ANC faces toughest poll yet

The party's 2009 election strategy begins in earnest this weekend and it will need to surmount numerous internal battles.

This weekend the ANC will take the first steps towards launching its election strategy in preparation for what will be one of the toughest polls it has faced.

ANC officials confirmed that they would convene a ”strategy workshop” but would not disclose details about the meeting, expected to take place in Johannesburg.

But senior party members said the workshop would focus on conceptualising an election message and drawing up election work timetables.

One Luthuli House official said: ”It will also establish committees to deal with various aspects of election work. We are probably also going to give guidelines for list conferences in the provinces. But the workshop will also receive survey reports about the general mood in the country to inform our strategy.”

The workshop will finalise dates for the launch of the ANC’s manifesto and election campaign and its national list conference.

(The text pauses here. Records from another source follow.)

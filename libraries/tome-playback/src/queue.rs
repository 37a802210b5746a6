//! Play queue with a cursor
//!
//! The queue holds track *indices* in playback order, independent of the
//! book's natural file order. Every mutation rewrites the cursor so that it
//! keeps pointing at the loaded entry unless the edit targets that entry:
//!
//! ```text
//! entries: [0, 1, 2]     reorder(0, 2)     entries: [1, 2, 0]
//! cursor:      ^                           cursor:   ^
//!          (track 1)                             (track 1)
//! ```
//!
//! Duplicates are allowed once `insert` adds an index already present.

use crate::error::{Result, SessionError};

/// Outcome of [`PlayQueue::remove`]
#[derive(Debug, Clone, Copy, PartialEq, Eq)]
pub enum Removal {
    /// Another entry was removed; the loaded entry is unchanged
    Other,

    /// The entry under the cursor was removed; the cursor now names a new entry
    Current,
}

/// Ordered track indices plus the position of the loaded entry
#[derive(Debug, Clone, PartialEq, Eq)]
pub struct PlayQueue {
    entries: Vec<usize>,
    cursor: usize,
}

impl PlayQueue {
    /// Natural order `0..track_count`, cursor on the first entry
    pub fn natural(track_count: usize) -> Self {
        Self {
            entries: (0..track_count).collect(),
            cursor: 0,
        }
    }

    /// Queue from explicit entries; the cursor is clamped into range
    pub fn from_parts(entries: Vec<usize>, cursor: usize) -> Self {
        let cursor = cursor.min(entries.len().saturating_sub(1));
        Self { entries, cursor }
    }

    /// Entries in playback order
    pub fn entries(&self) -> &[usize] {
        &self.entries
    }

    /// Position of the loaded entry
    pub fn cursor(&self) -> usize {
        self.cursor
    }

    pub fn len(&self) -> usize {
        self.entries.len()
    }

    pub fn is_empty(&self) -> bool {
        self.entries.is_empty()
    }

    /// Track index under the cursor
    pub fn current(&self) -> Option<usize> {
        self.entries.get(self.cursor).copied()
    }

    /// First queue position holding `track_index`
    pub fn position_of(&self, track_index: usize) -> Option<usize> {
        self.entries.iter().position(|&t| t == track_index)
    }

    /// Whether the cursor can move forward
    pub fn has_next(&self) -> bool {
        self.cursor + 1 < self.entries.len()
    }

    /// Whether the cursor can move back
    pub fn has_previous(&self) -> bool {
        self.cursor > 0
    }

    fn check(&self, position: usize) -> Result<()> {
        if position < self.entries.len() {
            Ok(())
        } else {
            Err(SessionError::InvalidIndex {
                index: position,
                len: self.entries.len(),
            })
        }
    }

    /// Point the cursor at `position`, returning the track index there
    pub fn set_cursor(&mut self, position: usize) -> Result<usize> {
        self.check(position)?;
        self.cursor = position;
        Ok(self.entries[position])
    }

    /// Move the cursor one entry forward, returning the new track index
    ///
    /// Returns `None` (cursor unchanged) when already on the last entry.
    pub fn advance(&mut self) -> Option<usize> {
        if !self.has_next() {
            return None;
        }
        self.cursor += 1;
        self.current()
    }

    /// Move the entry at `from` so it ends up at `to`
    ///
    /// This is an array move, not a swap.
    pub fn reorder(&mut self, from: usize, to: usize) -> Result<()> {
        self.check(from)?;
        self.check(to)?;

        let entry = self.entries.remove(from);
        self.entries.insert(to, entry);

        let cursor = self.cursor;
        if from == cursor {
            self.cursor = to;
        } else if from < cursor && cursor <= to {
            self.cursor -= 1;
        } else if to <= cursor && cursor < from {
            self.cursor += 1;
        }

        Ok(())
    }

    /// Remove the entry at `position`
    ///
    /// Refuses to empty the queue. Removing the loaded entry clamps the
    /// cursor to `min(cursor, len - 2)` where `len` is the length after
    /// removal, so `[0, 1, 2]` with the cursor on `1` ends as `[0, 2]` with
    /// the cursor on `0`.
    pub fn remove(&mut self, position: usize) -> Result<Removal> {
        self.check(position)?;
        if self.entries.len() == 1 {
            return Err(SessionError::LastQueueEntry);
        }

        self.entries.remove(position);

        if position == self.cursor {
            self.cursor = self.cursor.min(self.entries.len().saturating_sub(2));
            Ok(Removal::Current)
        } else {
            if position < self.cursor {
                self.cursor -= 1;
            }
            Ok(Removal::Other)
        }
    }

    /// Insert `track_index` at `position`, or append when `position` is
    /// `None` or past the end
    ///
    /// Returns the position the entry landed at.
    pub fn insert(&mut self, track_index: usize, position: Option<usize>) -> usize {
        match position {
            Some(position) if position < self.entries.len() => {
                self.entries.insert(position, track_index);
                if position <= self.cursor {
                    self.cursor += 1;
                }
                position
            }
            _ => {
                self.entries.push(track_index);
                self.entries.len() - 1
            }
        }
    }
}
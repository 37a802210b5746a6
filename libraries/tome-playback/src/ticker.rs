//! Periodic progress ticker
//!
//! Runs only while the session is playing. Each `start` spawns a fresh tokio
//! task tagged with a new generation; `stop` aborts it and bumps the
//! generation so ticks already queued in the inbox are recognised as stale.

use crate::command::Inbound;
use std::time::Duration;
use tokio::runtime::Handle;
use tokio::sync::mpsc::UnboundedSender;
use tokio::task::JoinHandle;
use tokio::time::{self, Instant, MissedTickBehavior};
use tracing::{trace, warn};

/// Emits [`Inbound::Tick`] into the session inbox at a fixed period
#[derive(Debug)]
pub struct ProgressTicker {
    period: Duration,
    generation: u64,
    task: Option<JoinHandle<()>>,
    inbox: UnboundedSender<Inbound>,
}

impl ProgressTicker {
    pub fn new(period: Duration, inbox: UnboundedSender<Inbound>) -> Self {
        Self {
            period,
            generation: 0,
            task: None,
            inbox,
        }
    }

    /// Start ticking for the track loaded under `epoch`
    ///
    /// Restarts from scratch if already running. The first tick fires one
    /// period after the call. Without a tokio runtime nothing is spawned.
    pub fn start(&mut self, epoch: u64) {
        self.stop();

        let handle = match Handle::try_current() {
            Ok(handle) => handle,
            Err(_) => {
                warn!("No tokio runtime; progress ticks disabled");
                return;
            }
        };

        let generation = self.generation;
        let period = self.period;
        let inbox = self.inbox.clone();

        self.task = Some(handle.spawn(async move {
            let mut interval = time::interval_at(Instant::now() + period, period);
            interval.set_missed_tick_behavior(MissedTickBehavior::Delay);

            loop {
                interval.tick().await;
                if inbox.send(Inbound::Tick { epoch, generation }).is_err() {
                    break;
                }
            }
        }));
        trace!("Progress ticker started (generation {})", generation);
    }

    /// Stop ticking; ticks already sent become stale
    pub fn stop(&mut self) {
        if let Some(task) = self.task.take() {
            task.abort();
        }
        self.generation = self.generation.wrapping_add(1);
    }

    /// Whether a tick tagged `generation` came from the running task
    pub fn is_current(&self, generation: u64) -> bool {
        self.task.is_some() && generation == self.generation
    }

    pub fn is_running(&self) -> bool {
        self.task.is_some()
    }
}

impl Drop for ProgressTicker {
    fn drop(&mut self) {
        if let Some(task) = self.task.take() {
            task.abort();
        }
    }
}
//! Playback session controller
//!
//! Single authority over the active session. Owns the engine adapter, the
//! session state, the progress ticker, and the notifier. Every input (UI
//! command, engine callback, ticker wake-up) is applied here, one at a time,
//! through [`SessionController::dispatch`].
//!
//! Engine callbacks and ticks are tagged with the load epoch current when
//! they were created. The epoch advances on every engine release, so a
//! completion from a track that has since been replaced, or a tick that was
//! already queued when the ticker stopped, is discarded instead of touching
//! the new track.

use crate::command::{Inbound, SessionCommand};
use crate::config::SessionConfig;
use crate::error::{Result, SessionError};
use crate::events::{Notifier, SessionEvent, TrackLabel};
use crate::queue::Removal;
use crate::session::SessionState;
use crate::ticker::ProgressTicker;
use crate::types::{NowPlaying, SessionPhase, SessionView};
use std::sync::Arc;
use tokio::sync::mpsc::{self, UnboundedReceiver, UnboundedSender};
use tome_core::{AudioEngine, Book, EngineEvent, EngineEventCallback, SessionStore};
use tracing::{debug, info, warn};

const PLAYBACK_FAILED: &str = "Playback failed";

/// Playback session state machine
pub struct SessionController {
    config: SessionConfig,
    engine: Box<dyn AudioEngine>,
    store: Arc<dyn SessionStore>,
    notifier: Notifier,
    ticker: ProgressTicker,
    inbox: UnboundedSender<Inbound>,

    session: Option<SessionState>,
    phase: SessionPhase,
    duration_ms: u64,

    /// Bumped on every engine release
    load_epoch: u64,

    /// Play status last reported to the subscriber
    announced_playing: bool,
}
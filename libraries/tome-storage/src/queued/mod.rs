//! Background-writing session store
//!
//! Wraps another store and applies its saves on a dedicated thread in the
//! order they were accepted, so a caller on an async runtime never waits on
//! file I/O to record progress.
//!
//! ```text
//! Session actor                 Snapshot writer thread
//!      │                                │
//!      │  save(snapshot)                │
//!      │───────────────────────────────>│ inner.save()
//!      │                                │ (disk I/O)
//!      │  flush()                       │
//!      │───────────────────────────────>│
//!      │<───────────────────────────────│ done
//! ```
//!
//! Reads and clears wait for every pending save first, so they never
//! observe an older record than the caller last saved.

use crossbeam_channel::{bounded, unbounded, Receiver, Sender};
use std::sync::Arc;
use std::thread::{self, JoinHandle};
use tome_core::{BookId, Result, SessionSnapshot, SessionStore, StoreError};
use tracing::{debug, warn};

enum Job {
    Save(SessionSnapshot),
    Flush(Sender<()>),
}

/// Store whose saves run on a dedicated writer thread
///
/// Dropping the store closes the queue; the writer finishes every accepted
/// save and then exits. Call [`SessionStore::flush`] first when the caller
/// needs the writes to have landed.
pub struct QueuedStore {
    inner: Arc<dyn SessionStore>,
    jobs: Sender<Job>,
    _thread: JoinHandle<()>,
}

impl QueuedStore {
    /// Start the writer thread in front of `inner`
    ///
    /// # Errors
    /// Returns an error if the thread cannot be spawned
    pub fn spawn(inner: Arc<dyn SessionStore>) -> Result<Self> {
        let (jobs, rx) = unbounded();
        let writer = Arc::clone(&inner);

        let thread = thread::Builder::new()
            .name("snapshot-writer".to_string())
            .spawn(move || Self::writer_thread(writer.as_ref(), &rx))?;

        Ok(Self {
            inner,
            jobs,
            _thread: thread,
        })
    }

    fn writer_thread(store: &dyn SessionStore, jobs: &Receiver<Job>) {
        debug!("Snapshot writer started");

        while let Ok(job) = jobs.recv() {
            match job {
                Job::Save(snapshot) => {
                    if let Err(e) = store.save(&snapshot) {
                        warn!(
                            "Failed to write snapshot for {}: {}",
                            snapshot.book_identity, e
                        );
                    }
                }
                Job::Flush(done) => {
                    let _ = done.send(());
                }
            }
        }

        debug!("Snapshot writer stopped");
    }

    fn submit(&self, job: Job) -> Result<()> {
        self.jobs.send(job).map_err(|_| StoreError::WriterStopped)
    }
}

impl SessionStore for QueuedStore {
    fn load(&self, book_id: &BookId) -> Result<Option<SessionSnapshot>> {
        self.flush()?;
        self.inner.load(book_id)
    }

    /// Queue the write; failures of the write itself are logged by the writer
    fn save(&self, snapshot: &SessionSnapshot) -> Result<()> {
        self.submit(Job::Save(snapshot.clone()))
    }

    fn load_all(&self) -> Result<Vec<SessionSnapshot>> {
        self.flush()?;
        self.inner.load_all()
    }

    fn clear(&self, book_id: &BookId) -> Result<bool> {
        self.flush()?;
        self.inner.clear(book_id)
    }

    fn flush(&self) -> Result<()> {
        let (done, wait) = bounded(1);
        self.submit(Job::Flush(done))?;
        wait.recv().map_err(|_| StoreError::WriterStopped)
    }
}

The ANC increased its majority in the last two general elections, in 1999 and 2004, to 69,7%. But it has just emerged from an exhausting internal battle over the presidency of the party.

The wounds inflicted by the leadership battle have not fully healed and the provinces are now embroiled in internal conflicts which have led to violence in the Western Cape, Limpopo, North West, Mpumalanga and Northern Cape.

One of the most common problems has been the emergence of parallel structures at branch and regional level, with leaders refusing to recognise each other.

Two separate regional conferences took place in Mafikeng, both purporting to be authentic.

The party faces an uphill battle for control of the Western Cape, where it has alienated some supporters by axing premier Ebrahim Rasool.

Huge uncertainty remains about what will happen to party president Jacob Zuma, who the party has chosen as the face of its campaign.

For the past two years, the ANC and alliance structures have mounted a campaign for the National Prosecuting Authority (NPA) to drop Zuma’s corruption case.

Zuma himself has launched several, mostly unsuccessful challenges to the charges and now plans to apply for a permanent stay of prosecution in the Pietermaritzburg High Court. The NPA has signalled that it wants him to finish off all his interlocutory applications within a prescribed period so they can proceed against him. The case could start shortly before the elections.

Party deputy president Kgalema Motlanthe told the Mail & Guardian the ANC leadership was not unduly worried that Zuma’s trial would affect the election campaign.

”We work hard for every election; and if this means we have to work even harder, we will do so,” he said.

”But we never take elections or victory for granted. Obviously the first prize for us will be that he is cleared of the allegations before the elections.”

The M&G recently reported on a Markinor survey which indicated that if an election were held now, none of the opposition parties would win more than 10% of the vote.